Data entries
************

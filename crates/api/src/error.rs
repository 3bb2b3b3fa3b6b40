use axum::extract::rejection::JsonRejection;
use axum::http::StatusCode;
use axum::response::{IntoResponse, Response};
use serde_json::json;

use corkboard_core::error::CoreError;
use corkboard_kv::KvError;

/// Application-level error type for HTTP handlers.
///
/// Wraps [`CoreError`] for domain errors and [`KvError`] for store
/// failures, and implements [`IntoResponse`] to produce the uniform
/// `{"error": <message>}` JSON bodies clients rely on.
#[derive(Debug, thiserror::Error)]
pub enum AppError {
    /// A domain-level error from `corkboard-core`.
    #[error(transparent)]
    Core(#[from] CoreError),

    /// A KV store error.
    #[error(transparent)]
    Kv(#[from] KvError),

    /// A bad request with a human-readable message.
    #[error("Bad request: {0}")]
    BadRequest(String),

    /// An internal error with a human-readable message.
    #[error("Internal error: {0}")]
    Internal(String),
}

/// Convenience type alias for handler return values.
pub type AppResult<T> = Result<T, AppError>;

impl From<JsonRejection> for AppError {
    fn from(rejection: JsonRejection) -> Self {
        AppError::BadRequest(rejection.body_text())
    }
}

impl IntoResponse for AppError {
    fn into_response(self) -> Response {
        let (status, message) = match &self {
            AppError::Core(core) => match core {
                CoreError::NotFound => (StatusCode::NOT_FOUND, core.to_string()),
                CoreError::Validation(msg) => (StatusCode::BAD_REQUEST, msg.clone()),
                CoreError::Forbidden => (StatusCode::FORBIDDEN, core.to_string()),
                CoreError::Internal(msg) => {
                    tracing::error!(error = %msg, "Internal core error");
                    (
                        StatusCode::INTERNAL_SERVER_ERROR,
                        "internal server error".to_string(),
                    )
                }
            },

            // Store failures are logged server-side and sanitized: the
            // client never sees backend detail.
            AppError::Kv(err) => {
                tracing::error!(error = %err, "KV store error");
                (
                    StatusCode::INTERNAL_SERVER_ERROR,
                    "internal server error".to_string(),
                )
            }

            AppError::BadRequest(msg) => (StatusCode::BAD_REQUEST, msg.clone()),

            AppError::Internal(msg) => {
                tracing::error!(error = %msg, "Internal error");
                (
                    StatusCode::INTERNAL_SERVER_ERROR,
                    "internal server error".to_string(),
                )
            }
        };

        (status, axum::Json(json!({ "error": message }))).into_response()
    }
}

************

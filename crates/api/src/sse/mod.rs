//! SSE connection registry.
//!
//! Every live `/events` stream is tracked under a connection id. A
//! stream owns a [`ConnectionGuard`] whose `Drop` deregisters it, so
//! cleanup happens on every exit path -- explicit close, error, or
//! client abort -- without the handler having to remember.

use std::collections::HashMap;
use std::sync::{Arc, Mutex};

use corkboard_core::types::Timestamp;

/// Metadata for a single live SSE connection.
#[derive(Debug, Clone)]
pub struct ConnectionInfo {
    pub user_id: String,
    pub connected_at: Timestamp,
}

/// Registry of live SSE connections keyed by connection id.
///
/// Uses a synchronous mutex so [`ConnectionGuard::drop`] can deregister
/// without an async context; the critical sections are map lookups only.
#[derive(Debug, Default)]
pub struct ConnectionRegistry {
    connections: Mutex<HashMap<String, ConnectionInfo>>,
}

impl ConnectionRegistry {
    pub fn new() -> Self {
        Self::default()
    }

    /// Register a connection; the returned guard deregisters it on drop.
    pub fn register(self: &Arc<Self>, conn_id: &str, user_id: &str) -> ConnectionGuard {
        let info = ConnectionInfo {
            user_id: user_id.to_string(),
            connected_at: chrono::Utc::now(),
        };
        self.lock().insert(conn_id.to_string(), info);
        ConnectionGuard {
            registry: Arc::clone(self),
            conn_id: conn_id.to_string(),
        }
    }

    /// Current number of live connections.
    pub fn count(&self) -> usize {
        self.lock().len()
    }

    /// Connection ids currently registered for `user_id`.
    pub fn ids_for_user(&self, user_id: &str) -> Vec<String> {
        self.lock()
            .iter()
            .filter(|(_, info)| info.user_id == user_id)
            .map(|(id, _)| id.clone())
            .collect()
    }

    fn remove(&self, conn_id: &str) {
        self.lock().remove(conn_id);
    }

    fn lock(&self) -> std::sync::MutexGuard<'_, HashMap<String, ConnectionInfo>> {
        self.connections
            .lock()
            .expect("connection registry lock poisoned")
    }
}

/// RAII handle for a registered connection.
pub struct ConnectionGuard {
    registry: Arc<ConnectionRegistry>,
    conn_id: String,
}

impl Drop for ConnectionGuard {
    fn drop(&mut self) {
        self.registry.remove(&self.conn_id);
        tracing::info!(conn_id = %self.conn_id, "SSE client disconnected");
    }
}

************

Scan the records above and show every line in which the word "live" occurs.

▶ **REPLY**:
//! Every live `/events` stream is tracked under a connection id. A
/// Metadata for a single live SSE connection.
/// Registry of live SSE connections keyed by connection id.
    /// Current number of live connections.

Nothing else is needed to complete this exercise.